Next, we calculate how often two products are present in the same countries, using the Mcp threshold:

\begin{equation} \label{e_cooc}
C_{pp'}=\sum \limits_{c} M_{cp} M_{cp'}
\tag{3}
\end{equation}

To get an accurate value of product proximity, we need to correct these numbers for the extent to which products are present in general in trade flows between countries. To do so, Hidalgo et al. (2007) calculate product proximity as follows, defining it as the minimum of two conditional probabilities:

\begin{equation}
C_{ppt'}  = \min \left( \frac{C_{pp'}}{C_{p}},\frac{C_{pp'}}{C_{p'}} \right)
\tag{4}
\end{equation}

The minimum here is used to elimate a &rsquo;false positive&rsquo;.

Hence we correct for how prevalent specialization in product $i$ and product $j$ is across countries (i.e. the &rsquo;ubiquity&rsquo; of the products).

We will use the first year of data in the dataset, **1995,** below.
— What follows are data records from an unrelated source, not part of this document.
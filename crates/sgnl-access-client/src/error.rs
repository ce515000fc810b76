// crates/sgnl-access-client/src/error.rs
// ============================================================================
// Module: Access Errors
// Description: Closed error taxonomy and HTTP/transport classification.
// Purpose: Map every failure below the decision layer to one result code.
// Dependencies: sgnl-access-core, thiserror
// ============================================================================

//! ## Overview
//! [`AccessError`] is the closed set of failures a decision request can hit.
//! Each variant maps to exactly one [`AccessResult`] and carries the
//! correlation id of the call that produced it. [`classify_status`] and
//! [`classify_transport`] are the only constructors for transport-level
//! failures and are pure, so the retry policy can be tested exhaustively.

// ============================================================================
// SECTION: Imports
// ============================================================================

use std::time::Duration;

use sgnl_access_core::AccessResult;
use sgnl_access_core::RequestId;
use thiserror::Error;

// ============================================================================
// SECTION: Error Taxonomy
// ============================================================================

/// Decision request failure.
///
/// # Invariants
/// - Every variant carries the correlation id of the originating call.
/// - [`AccessError::result`] is total and never returns an allow/deny code.
/// - Only [`AccessError::Timeout`] and [`AccessError::Network`] are retryable.
#[derive(Debug, Clone, PartialEq, Eq, Error)]
pub enum AccessError {
    /// Configuration is missing or unusable.
    #[error("configuration error: {message}")]
    Config {
        /// Failure detail.
        message: String,
        /// Correlation id.
        request_id: RequestId,
    },
    /// Caller supplied invalid input.
    #[error("invalid request: {message}")]
    InvalidRequest {
        /// Failure detail.
        message: String,
        /// Correlation id.
        request_id: RequestId,
    },
    /// Service rejected the credentials.
    #[error("authentication error: {message}")]
    Auth {
        /// Failure detail.
        message: String,
        /// HTTP status (401 or 403).
        status: u16,
        /// Raw response body, if any.
        body: Option<String>,
        /// Correlation id.
        request_id: RequestId,
    },
    /// Request exceeded a timeout.
    #[error("timeout: {message}")]
    Timeout {
        /// Failure detail.
        message: String,
        /// HTTP status when the service reported the timeout.
        status: Option<u16>,
        /// Raw response body, if any.
        body: Option<String>,
        /// Correlation id.
        request_id: RequestId,
    },
    /// Transport failure or unexpected HTTP status.
    #[error("network error: {message}")]
    Network {
        /// Failure detail.
        message: String,
        /// HTTP status when a response was received.
        status: Option<u16>,
        /// Raw response body, if any.
        body: Option<String>,
        /// Correlation id.
        request_id: RequestId,
    },
    /// Failure outside the classified taxonomy.
    #[error("unexpected error: {message}")]
    Unexpected {
        /// Failure detail.
        message: String,
        /// Correlation id.
        request_id: RequestId,
    },
}

impl AccessError {
    /// Builds a configuration error.
    #[must_use]
    pub fn config(message: impl Into<String>, request_id: &RequestId) -> Self {
        Self::Config {
            message: message.into(),
            request_id: request_id.clone(),
        }
    }

    /// Builds an invalid-request error.
    #[must_use]
    pub fn invalid_request(message: impl Into<String>, request_id: &RequestId) -> Self {
        Self::InvalidRequest {
            message: message.into(),
            request_id: request_id.clone(),
        }
    }

    /// Builds a network error without an HTTP status.
    #[must_use]
    pub fn network(message: impl Into<String>, request_id: &RequestId) -> Self {
        Self::Network {
            message: message.into(),
            status: None,
            body: None,
            request_id: request_id.clone(),
        }
    }

    /// Builds an unexpected error.
    #[must_use]
    pub fn unexpected(message: impl Into<String>, request_id: &RequestId) -> Self {
        Self::Unexpected {
            message: message.into(),
            request_id: request_id.clone(),
        }
    }

    /// Returns the result code for this error.
    #[must_use]
    pub const fn result(&self) -> AccessResult {
        match self {
            Self::Config { .. } => AccessResult::ConfigError,
            Self::InvalidRequest { .. } => AccessResult::InvalidRequest,
            Self::Auth { .. } => AccessResult::AuthError,
            Self::Timeout { .. } => AccessResult::TimeoutError,
            Self::Network { .. } => AccessResult::NetworkError,
            Self::Unexpected { .. } => AccessResult::Error,
        }
    }

    /// Returns true when another attempt may succeed.
    #[must_use]
    pub const fn is_retryable(&self) -> bool {
        matches!(self, Self::Timeout { .. } | Self::Network { .. })
    }

    /// Returns the failure detail without the category prefix.
    #[must_use]
    pub fn message(&self) -> &str {
        match self {
            Self::Config { message, .. }
            | Self::InvalidRequest { message, .. }
            | Self::Auth { message, .. }
            | Self::Timeout { message, .. }
            | Self::Network { message, .. }
            | Self::Unexpected { message, .. } => message,
        }
    }

    /// Returns the correlation id.
    #[must_use]
    pub const fn request_id(&self) -> &RequestId {
        match self {
            Self::Config { request_id, .. }
            | Self::InvalidRequest { request_id, .. }
            | Self::Auth { request_id, .. }
            | Self::Timeout { request_id, .. }
            | Self::Network { request_id, .. }
            | Self::Unexpected { request_id, .. } => request_id,
        }
    }

    /// Returns the HTTP status, when a response was received.
    #[must_use]
    pub const fn status(&self) -> Option<u16> {
        match self {
            Self::Auth { status, .. } => Some(*status),
            Self::Timeout { status, .. } | Self::Network { status, .. } => *status,
            Self::Config { .. } | Self::InvalidRequest { .. } | Self::Unexpected { .. } => None,
        }
    }

    /// Returns the raw response body, when one was captured.
    #[must_use]
    pub fn body(&self) -> Option<&str> {
        match self {
            Self::Auth { body, .. } | Self::Timeout { body, .. } | Self::Network { body, .. } => {
                body.as_deref()
            }
            Self::Config { .. } | Self::InvalidRequest { .. } | Self::Unexpected { .. } => None,
        }
    }
}

// ============================================================================
// SECTION: Classification
// ============================================================================

/// Failure observed below HTTP, before a status line was received.
#[derive(Debug, Clone, PartialEq, Eq)]
pub enum TransportFailure {
    /// A connect, read, or total timeout expired.
    TimedOut,
    /// Connection establishment failed.
    Connect(String),
    /// Any other transport or body-read failure.
    Other(String),
}

/// Classifies a non-200 HTTP response.
#[must_use]
pub fn classify_status(status: u16, body: Option<String>, request_id: &RequestId) -> AccessError {
    let body = body.filter(|body| !body.is_empty());
    let request_id = request_id.clone();
    match status {
        401 => AccessError::Auth {
            message: "invalid API token".to_string(),
            status,
            body,
            request_id,
        },
        403 => AccessError::Auth {
            message: "insufficient permissions".to_string(),
            status,
            body,
            request_id,
        },
        408 => AccessError::Timeout {
            message: "service reported request timeout (HTTP 408)".to_string(),
            status: Some(status),
            body,
            request_id,
        },
        500 .. => AccessError::Network {
            message: format!("server error (HTTP {status})"),
            status: Some(status),
            body,
            request_id,
        },
        _ => AccessError::Network {
            message: format!("unexpected HTTP status {status}"),
            status: Some(status),
            body,
            request_id,
        },
    }
}

/// Classifies a failure that happened before an HTTP status was received.
#[must_use]
pub fn classify_transport(
    failure: TransportFailure,
    request_id: &RequestId,
    timeout: Duration,
) -> AccessError {
    match failure {
        TransportFailure::TimedOut => AccessError::Timeout {
            message: format!("request timed out after {}ms", timeout.as_millis()),
            status: None,
            body: None,
            request_id: request_id.clone(),
        },
        TransportFailure::Connect(detail) => {
            AccessError::network(format!("connection failed: {detail}"), request_id)
        }
        TransportFailure::Other(detail) => {
            AccessError::network(format!("request failed: {detail}"), request_id)
        }
    }
}

// ============================================================================
// SECTION: Tests
// ============================================================================
// crates/sgnl-access-cli/src/main.rs
// ============================================================================
// Module: SGNL Access CLI Entry Point
// Description: Command dispatcher for access checks, searches, and diagnostics.
// Purpose: Drive the decision client and sudo adapter from a shell.
// Dependencies: clap, serde_json, sgnl-access-client, sgnl-access-host, thiserror
// ============================================================================

//! ## Overview
//! `sgnl-access` loads the same configuration a host plugin would, then runs
//! one operation: a sudo-style command check, a raw evaluation, an asset
//! search, a list request, a configuration check, or a version report.
//! Decisions are printed as JSON on stdout and folded into the exit status:
//! `0` accept, `1` reject, `2` error.
//!
//! Security posture: every failure to load configuration or reach a decision
//! exits with the error status; nothing here turns an error into an accept.

// ============================================================================
// SECTION: Modules
// ============================================================================


// ============================================================================
// SECTION: Imports
// ============================================================================

use std::io::Write;
use std::path::Path;
use std::path::PathBuf;
use std::process::ExitCode;
use std::sync::Arc;

use clap::ArgAction;
use clap::Args;
use clap::Parser;
use clap::Subcommand;
use serde_json::Value;
use sgnl_access_client::AccessDecision;
use sgnl_access_client::DecisionClient;
use sgnl_access_config::ConfigResolver;
use sgnl_access_core::AccessResult;
use sgnl_access_core::FileLogSink;
use sgnl_access_core::HostVerdict;
use sgnl_access_core::LogSink;
use sgnl_access_core::StderrLogSink;
use sgnl_access_host::HostContext;
use sgnl_access_host::PolicyPlugin;
use sgnl_access_host::SudoPolicyAdapter;
use sgnl_access_host::combined_result;
use sgnl_access_host::version_banner;
use thiserror::Error;

// ============================================================================
// SECTION: Exit Codes
// ============================================================================

/// Exit status for a rejected request.
const EXIT_REJECT: u8 = 1;
/// Exit status for any error outcome.
const EXIT_ERROR: u8 = 2;

// ============================================================================
// SECTION: CLI Types
// ============================================================================

/// Top-level CLI definition.
#[derive(Parser, Debug)]
#[command(name = "sgnl-access", disable_help_subcommand = true, disable_version_flag = true)]
struct Cli {
    /// Config file path (overrides `SGNL_CONFIG_PATH`).
    #[arg(long, value_name = "PATH", global = true)]
    config: Option<PathBuf>,
    /// Append JSON log lines to this file instead of stderr.
    #[arg(long = "log-file", value_name = "PATH", global = true)]
    log_file: Option<PathBuf>,
    /// Selected subcommand to execute.
    #[command(subcommand)]
    command: Commands,
}

/// Supported CLI subcommands.
#[derive(Subcommand, Debug)]
enum Commands {
    /// Check whether a user may run a command through sudo.
    Check(CheckCommand),
    /// Evaluate one or more assets for a principal.
    Evaluate(EvaluateCommand),
    /// Search for assets a principal may act on.
    Search(SearchCommand),
    /// List allowed commands, or check a single command.
    List(ListCommand),
    /// Validate the configuration.
    Validate,
    /// Print version information.
    Version(VersionCommand),
}

/// Host identity arguments shared by `check` and `list`.
#[derive(Args, Debug)]
struct UserArgs {
    /// User to check (takes precedence over `--user-info`).
    #[arg(long, value_name = "NAME")]
    user: Option<String>,
    /// Host user-info entry in `key=value` form (repeatable).
    #[arg(long = "user-info", value_name = "KEY=VALUE")]
    user_info: Vec<String>,
}

impl UserArgs {
    /// Builds the host context, placing `--user` ahead of user-info entries.
    fn context(&self) -> HostContext {
        let user = self.user.iter().map(|user| format!("user={user}"));
        HostContext::from_user_info(user.chain(self.user_info.iter().cloned()))
    }
}

/// Arguments for the `check` command.
#[derive(Args, Debug)]
struct CheckCommand {
    /// Identity of the invoking user.
    #[command(flatten)]
    user: UserArgs,
    /// Program followed by its arguments.
    #[arg(
        value_name = "COMMAND",
        required = true,
        trailing_var_arg = true,
        allow_hyphen_values = true
    )]
    command: Vec<String>,
}

/// Arguments for the `evaluate` command.
#[derive(Args, Debug)]
struct EvaluateCommand {
    /// Principal identifier.
    #[arg(long, value_name = "ID")]
    principal: String,
    /// Asset identifier (repeat for a batch request).
    #[arg(long = "asset", value_name = "ID", required = true)]
    assets: Vec<String>,
    /// Action to evaluate (defaults to `execute`).
    #[arg(long, value_name = "ACTION", default_value = "")]
    action: String,
}

/// Arguments for the `search` command.
#[derive(Args, Debug)]
struct SearchCommand {
    /// Principal identifier.
    #[arg(long, value_name = "ID")]
    principal: String,
    /// Action to search for (defaults to `execute`).
    #[arg(long, value_name = "ACTION", default_value = "")]
    action: String,
    /// Pagination token from a previous page.
    #[arg(long = "page-token", value_name = "TOKEN")]
    page_token: Option<String>,
    /// Page size (0 selects the service default).
    #[arg(long = "page-size", value_name = "N", default_value_t = 0)]
    page_size: u32,
}

/// Arguments for the `list` command.
#[derive(Args, Debug)]
struct ListCommand {
    /// Identity of the invoking user.
    #[command(flatten)]
    user: UserArgs,
    /// Single command to check instead of listing everything.
    #[arg(value_name = "COMMAND")]
    command: Option<String>,
}

/// Arguments for the `version` command.
#[derive(Args, Debug)]
struct VersionCommand {
    /// Include connection details from the loaded configuration.
    #[arg(long, action = ArgAction::SetTrue)]
    verbose: bool,
}

// ============================================================================
// SECTION: Errors
// ============================================================================

/// CLI error carrying a user-facing message.
#[derive(Debug, Error)]
#[error("{message}")]
struct CliError {
    /// Human-readable error message.
    message: String,
}

impl CliError {
    /// Constructs a new [`CliError`].
    fn new(message: impl Into<String>) -> Self {
        Self {
            message: message.into(),
        }
    }
}

/// CLI result alias for fallible operations.
type CliResult<T> = Result<T, CliError>;

// ============================================================================
// SECTION: Session
// ============================================================================

/// Settings shared by every command.
struct Session {
    /// Explicit config path, when given.
    config_path: Option<PathBuf>,
    /// Destination for diagnostics.
    sink: Arc<dyn LogSink>,
}

impl Session {
    /// Builds a resolver honoring `--config`.
    fn resolver(&self) -> ConfigResolver {
        let resolver = ConfigResolver::new().with_sink(Arc::clone(&self.sink));
        match &self.config_path {
            Some(path) => resolver.with_path(path.clone()),
            None => resolver,
        }
    }

    /// Loads configuration and builds a decision client.
    fn client(&self) -> CliResult<DecisionClient> {
        let mut resolver = self.resolver();
        if !resolver.load() {
            return Err(load_error(resolver.path()));
        }
        Ok(DecisionClient::new(resolver.into_config()).with_sink(Arc::clone(&self.sink)))
    }

    /// Loads configuration and builds the sudo adapter.
    fn adapter(&self) -> CliResult<SudoPolicyAdapter> {
        let mut resolver = self.resolver();
        SudoPolicyAdapter::load(&mut resolver, Arc::clone(&self.sink))
            .map_err(|err| CliError::new(err.to_string()))
    }
}

// ============================================================================
// SECTION: Entry Point
// ============================================================================

/// CLI entry point returning an exit code.
fn main() -> ExitCode {
    match run(Cli::parse()) {
        Ok(code) => code,
        Err(err) => emit_error(&err.to_string()),
    }
}

/// Executes the CLI command dispatcher.
fn run(cli: Cli) -> CliResult<ExitCode> {
    let Cli {
        config,
        log_file,
        command,
    } = cli;
    let session = Session {
        config_path: config,
        sink: log_sink(log_file.as_deref())?,
    };
    match command {
        Commands::Check(command) => command_check(&session, &command),
        Commands::Evaluate(command) => command_evaluate(&session, &command),
        Commands::Search(command) => command_search(&session, &command),
        Commands::List(command) => command_list(&session, &command),
        Commands::Validate => command_validate(&session),
        Commands::Version(command) => command_version(&session, &command),
    }
}

// ============================================================================
// SECTION: Commands
// ============================================================================

/// Runs a sudo-style command check.
fn command_check(session: &Session, command: &CheckCommand) -> CliResult<ExitCode> {
    let adapter = session.adapter()?;
    let check = adapter.check_policy(&command.command, &command.user.context());
    write_json(&serde_json::to_value(&check).map_err(json_error)?)?;
    Ok(verdict_exit(check.verdict))
}

/// Evaluates one asset, or several as a single batch.
fn command_evaluate(session: &Session, command: &EvaluateCommand) -> CliResult<ExitCode> {
    let client = session.client()?;
    let decisions: Vec<AccessDecision> = match command.assets.as_slice() {
        [asset] => vec![client.evaluate_access(&command.principal, asset, &command.action)],
        assets => {
            let queries: Vec<(&str, &str)> = assets
                .iter()
                .map(|asset| (asset.as_str(), command.action.as_str()))
                .collect();
            client.evaluate_access_batch(&command.principal, &queries)
        }
    };
    let verdict = HostVerdict::from_result(combined_result(&decisions));
    let output = match decisions.as_slice() {
        [decision] => serde_json::to_value(decision),
        _ => serde_json::to_value(&decisions),
    }
    .map_err(json_error)?;
    write_json(&output)?;
    Ok(verdict_exit(verdict))
}

/// Searches one page of permitted assets.
fn command_search(session: &Session, command: &SearchCommand) -> CliResult<ExitCode> {
    let client = session.client()?;
    let result = client.search_assets_detailed(
        &command.principal,
        &command.action,
        command.page_token.as_deref(),
        command.page_size,
    );
    write_json(&serde_json::to_value(&result).map_err(json_error)?)?;
    Ok(result_exit(result.result))
}

/// Lists allowed commands, or answers for one command.
fn command_list(session: &Session, command: &ListCommand) -> CliResult<ExitCode> {
    let adapter = session.adapter()?;
    for line in adapter.list(command.command.as_deref(), &command.user.context()) {
        write_stdout_line(&line)?;
    }
    Ok(ExitCode::SUCCESS)
}

/// Reports whether the configuration can serve requests.
fn command_validate(session: &Session) -> CliResult<ExitCode> {
    let mut resolver = session.resolver();
    let result = if resolver.load() {
        DecisionClient::new(resolver.into_config()).validate()
    } else {
        AccessResult::ConfigError
    };
    write_stdout_line(&format!("{}: {}", result.as_str(), result.description()))?;
    Ok(result_exit(result))
}

/// Prints the version banner, with connection details when verbose.
fn command_version(session: &Session, command: &VersionCommand) -> CliResult<ExitCode> {
    if !command.verbose {
        write_stdout_line(&version_banner())?;
        return Ok(ExitCode::SUCCESS);
    }
    for line in session.adapter()?.version_lines(true) {
        write_stdout_line(&line)?;
    }
    Ok(ExitCode::SUCCESS)
}

// ============================================================================
// SECTION: Helpers
// ============================================================================

/// Opens the log sink selected by `--log-file`.
fn log_sink(path: Option<&Path>) -> CliResult<Arc<dyn LogSink>> {
    let Some(path) = path else {
        return Ok(Arc::new(StderrLogSink));
    };
    let sink = FileLogSink::new(path).map_err(|err| {
        CliError::new(format!("failed to open log file {}: {err}", path.display()))
    })?;
    Ok(Arc::new(sink))
}

/// Maps a host verdict to a process exit status.
const fn verdict_code(verdict: HostVerdict) -> u8 {
    match verdict {
        HostVerdict::Accept => 0,
        HostVerdict::Reject => EXIT_REJECT,
        HostVerdict::Error => EXIT_ERROR,
    }
}

/// Maps a host verdict to a process exit code.
fn verdict_exit(verdict: HostVerdict) -> ExitCode {
    ExitCode::from(verdict_code(verdict))
}

/// Maps a non-decision result to a process exit code.
fn result_exit(result: AccessResult) -> ExitCode {
    if result == AccessResult::Ok { ExitCode::SUCCESS } else { ExitCode::from(EXIT_ERROR) }
}

/// Formats a configuration load failure.
fn load_error(path: &Path) -> CliError {
    CliError::new(format!("failed to load configuration from {}", path.display()))
}

/// Formats a JSON rendering failure.
fn json_error(err: serde_json::Error) -> CliError {
    CliError::new(format!("failed to render JSON output: {err}"))
}

// ============================================================================
// SECTION: Output Helpers
// ============================================================================

/// Writes pretty-printed JSON to stdout.
fn write_json(value: &Value) -> CliResult<()> {
    let rendered = serde_json::to_string_pretty(value).map_err(json_error)?;
    write_stdout_line(&rendered)
}

/// Writes a single line to stdout.
fn write_stdout_line(message: &str) -> CliResult<()> {
    let mut stdout = std::io::stdout();
    writeln!(&mut stdout, "{message}")
        .map_err(|err| CliError::new(format!("failed to write to stdout: {err}")))
}

/// Writes a single line to stderr.
fn write_stderr_line(message: &str) -> std::io::Result<()> {
    let mut stderr = std::io::stderr();
    writeln!(&mut stderr, "{message}")
}

/// Emits an error message to stderr and returns the error exit code.
fn emit_error(message: &str) -> ExitCode {
    let _ = write_stderr_line(message);
    ExitCode::from(EXIT_ERROR)
}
Note that to reduce yearly votality, Hidalgo et al. (2007) aggregate the trade data across multiple years (1998-2000) when calculating RCAs and product proximities for the product space. (However, when comparing the product space across years, they do use individual years).

Function to calculate cppt:



In [1]:
calc_cppt <- function(data,region_col,product_col) {

  # create product_col_2 column (to create all combinations of products within columns)
  data$product_col_1 <- data$product_col
  data$product_col_2 <- data$product_col_1

  # create all product combinations within countries
  print('creating combinations')
  dft3 <- data %>% group_by(region_col) %>% complete(product_col_1, product_col_2)
  print('combinations ready')

  # drop diagonal
  dft3 <- filter(dft3,product_col_1!=product_col_2)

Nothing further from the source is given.